**What you are asked to do**
Write down exactly the lines of the records below, beginning with the first and ending with the line that includes "const CORE_API_VERSION: &str".

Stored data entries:

=== Section Start ===

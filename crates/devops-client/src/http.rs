//! HTTP implementation of the connection boundary.

use async_trait::async_trait;
use devops_models::{
    Account, Approval, Build, BuildDefinition, Profile, QueueBuildRequest, Release,
    ReleaseDefinition, ReleaseStartMetadata, TeamProject,
};
use reqwest::{Method, RequestBuilder};
use serde::de::DeserializeOwned;
use serde::{Deserialize, Serialize};
use tracing::{debug, trace};
use url::Url;

use crate::connection::{Connection, ConnectionFactory};
use crate::credential::Credential;
use crate::endpoint::{api_url, Endpoint};
use crate::error::{ClientError, Result};

const PROFILE_API_VERSION: &str = "1.0";
const CORE_API_VERSION: &str = "2.0";
const BUILD_API_VERSION: &str = "2.0";
const RELEASE_API_VERSION: &str = "3.0-preview.1";

/// List envelope used by every collection endpoint.
#[derive(Debug, Deserialize)]
pub struct ListResponse<T> {
    /// Number of items.
    #[serde(default)]
    pub count: usize,
    /// The items.
    pub value: Vec<T>,
}

/// Opens [`HttpConnection`]s sharing one `reqwest::Client`.
#[derive(Clone, Default)]
pub struct HttpConnectionFactory {
    client: reqwest::Client,
}

impl HttpConnectionFactory {
    /// Creates a factory with a default client.
    pub fn new() -> Self {
        Self::default()
    }

    /// Creates a factory with a preconfigured client (proxies, timeouts).
    pub fn with_client(client: reqwest::Client) -> Self {
        Self { client }
    }
}

impl ConnectionFactory for HttpConnectionFactory {
    fn connect(&self, endpoint: Endpoint, credential: Credential) -> Result<Box<dyn Connection>> {
        trace!(endpoint = %endpoint, "Opening connection");
        Ok(Box::new(HttpConnection {
            client: self.client.clone(),
            endpoint,
            credential,
        }))
    }
}

/// A connection bound to one endpoint and one credential.
pub struct HttpConnection {
    client: reqwest::Client,
    endpoint: Endpoint,
    credential: Credential,
}

impl HttpConnection {
    fn core_url(&self, segments: &[&str], query: &[(&str, &str)], version: &str) -> Result<Url> {
        api_url(self.endpoint.base_url(), segments, query, version)
    }

    fn release_url(&self, segments: &[&str], query: &[(&str, &str)]) -> Result<Url> {
        api_url(self.endpoint.release_url(), segments, query, RELEASE_API_VERSION)
    }

    fn request(&self, method: Method, url: Url) -> RequestBuilder {
        debug!(method = %method, url = %url, "Remote call");
        self.client
            .request(method, url)
            .header("Authorization", self.credential.authorization_header())
            .header("Accept", "application/json")
    }

    async fn send<T: DeserializeOwned>(&self, request: RequestBuilder) -> Result<T> {
        let response = request.send().await?;
        let status = response.status();
        if !status.is_success() {
            let message = response.text().await.unwrap_or_default();
            return Err(ClientError::Remote {
                status: status.as_u16(),
                message,
            });
        }
        let body = response.bytes().await?;
        Ok(serde_json::from_slice(&body)?)
    }

    async fn get<T: DeserializeOwned>(&self, url: Url) -> Result<T> {
        self.send(self.request(Method::GET, url)).await
    }

    async fn get_list<T: DeserializeOwned>(&self, url: Url) -> Result<Vec<T>> {
        let list: ListResponse<T> = self.get(url).await?;
        Ok(list.value)
    }

    async fn send_json<B: Serialize + ?Sized, T: DeserializeOwned>(
        &self,
        method: Method,
        url: Url,
        body: &B,
    ) -> Result<T> {
        self.send(self.request(method, url).json(body)).await
    }
}

#[async_trait]
impl Connection for HttpConnection {
    fn endpoint(&self) -> &Endpoint {
        &self.endpoint
    }

    async fn get_profile(&self) -> Result<Profile> {
        let url = self.core_url(&["_apis", "profile", "profiles", "me"], &[], PROFILE_API_VERSION)?;
        self.get(url).await
    }

    async fn list_accounts(&self, member_id: &str) -> Result<Vec<Account>> {
        let url = self.core_url(&["_apis", "accounts"], &[("memberId", member_id)], PROFILE_API_VERSION)?;
        self.get_list(url).await
    }

    async fn list_projects(&self) -> Result<Vec<TeamProject>> {
        let url = self.core_url(&["_apis", "projects"], &[], CORE_API_VERSION)?;
        self.get_list(url).await
    }

    async fn list_build_definitions(&self, project: &str) -> Result<Vec<BuildDefinition>> {
        let url = self.core_url(&[project, "_apis", "build", "definitions"], &[], BUILD_API_VERSION)?;
        self.get_list(url).await
    }

    async fn get_build_definition(&self, project: &str, id: i32) -> Result<BuildDefinition> {
        let id = id.to_string();
        let url = self.core_url(&[project, "_apis", "build", "definitions", id.as_str()], &[], BUILD_API_VERSION)?;
        self.get(url).await
    }

    async fn queue_build(&self, project: &str, request: &QueueBuildRequest) -> Result<Build> {
        let url = self.core_url(&[project, "_apis", "build", "builds"], &[], BUILD_API_VERSION)?;
        self.send_json(Method::POST, url, request).await
    }

    async fn list_builds(&self, project: &str, definition_id: i32) -> Result<Vec<Build>> {
        let definitions = definition_id.to_string();
        let url = self.core_url(
            &[project, "_apis", "build", "builds"],
            &[("definitions", definitions.as_str())],
            BUILD_API_VERSION,
        )?;
        self.get_list(url).await
    }

    async fn list_release_definitions(&self, project: &str) -> Result<Vec<ReleaseDefinition>> {
        let url = self.release_url(&[project, "_apis", "release", "definitions"], &[])?;
        self.get_list(url).await
    }

    async fn get_release_definition(&self, project: &str, id: i32) -> Result<ReleaseDefinition> {
        let id = id.to_string();
        let url = self.release_url(&[project, "_apis", "release", "definitions", id.as_str()], &[])?;
        self.get(url).await
    }

    async fn get_release(&self, project: &str, id: i32) -> Result<Release> {
        let id = id.to_string();
        let url = self.release_url(&[project, "_apis", "release", "releases", id.as_str()], &[])?;
        self.get(url).await
    }

    async fn create_release(&self, project: &str, metadata: &ReleaseStartMetadata) -> Result<Release> {
        let url = self.release_url(&[project, "_apis", "release", "releases"], &[])?;
        self.send_json(Method::POST, url, metadata).await
    }

    async fn list_approvals(&self, project: &str, assignee: &str) -> Result<Vec<Approval>> {
        let url = self.release_url(
            &[project, "_apis", "release", "approvals"],
            &[("assignedToFilter", assignee), ("statusFilter", "pending")],
        )?;
        self.get_list(url).await
    }

    async fn get_approval(&self, project: &str, id: i32) -> Result<Approval> {
        let id = id.to_string();
        let url = self.release_url(&[project, "_apis", "release", "approvals", id.as_str()], &[])?;
        self.get(url).await
    }

    async fn update_approval(&self, project: &str, approval: &Approval) -> Result<Approval> {
        let id = approval.id.to_string();
        let url = self.release_url(&[project, "_apis", "release", "approvals", id.as_str()], &[])?;
        self.send_json(Method::PATCH, url, approval).await
    }
}

#[cfg(test)]
mod tests {
    use super::*;

    fn connection() -> HttpConnection {
        HttpConnection {
            client: reqwest::Client::new(),
            endpoint: Endpoint::for_account("contoso").unwrap(),
            credential: Credential::bearer("t"),
        }
    }

    #[test]
    fn test_list_response_decode() {
        let json = r#"{"count": 2, "value": [{"id": 1, "name": "CI"}, {"id": 2, "name": "Nightly"}]}"#;
        let list: ListResponse<BuildDefinition> = serde_json::from_str(json).unwrap();
        assert_eq!(list.count, 2);
        assert_eq!(list.value[1].name, "Nightly");
    }

    #[test]
    fn test_release_urls_use_release_host() {
        let url = connection()
            .release_url(&["Fabrikam", "_apis", "release", "approvals"], &[("statusFilter", "pending")])
            .unwrap();
        assert_eq!(
            url.as_str(),
            "https://contoso.vsrm.visualstudio.com/Fabrikam/_apis/release/approvals?statusFilter=pending&api-version=3.0-preview.1"
        );
    }

    #[test]
    fn test_core_urls_use_account_host() {
        let url = connection()
            .core_url(&["_apis", "projects"], &[], CORE_API_VERSION)
            .unwrap();
        assert_eq!(url.as_str(), "https://contoso.visualstudio.com/_apis/projects?api-version=2.0");
    }

    #[test]
    fn test_factory_scopes_connection() {
        let factory = HttpConnectionFactory::new();
        let endpoint = Endpoint::for_account("contoso").unwrap();
        let connection = factory.connect(endpoint.clone(), Credential::bearer("t")).unwrap();
        assert_eq!(connection.endpoint(), &endpoint);
    }
}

=== Section End ===

**Task answer**
filename crates/devops-client/src/http.rs
//! HTTP implementation of the connection boundary.

use async_trait::async_trait;
use devops_models::{
    Account, Approval, Build, BuildDefinition, Profile, QueueBuildRequest, Release,
    ReleaseDefinition, ReleaseStartMetadata, TeamProject,
};
use reqwest::{Method, RequestBuilder};
use serde::de::DeserializeOwned;
use serde::{Deserialize, Serialize};
use tracing::{debug, trace};
use url::Url;

use crate::connection::{Connection, ConnectionFactory};
use crate::credential::Credential;
use crate::endpoint::{api_url, Endpoint};
use crate::error::{ClientError, Result};

const PROFILE_API_VERSION: &str = "1.0";
const CORE_API_VERSION: &str = "2.0";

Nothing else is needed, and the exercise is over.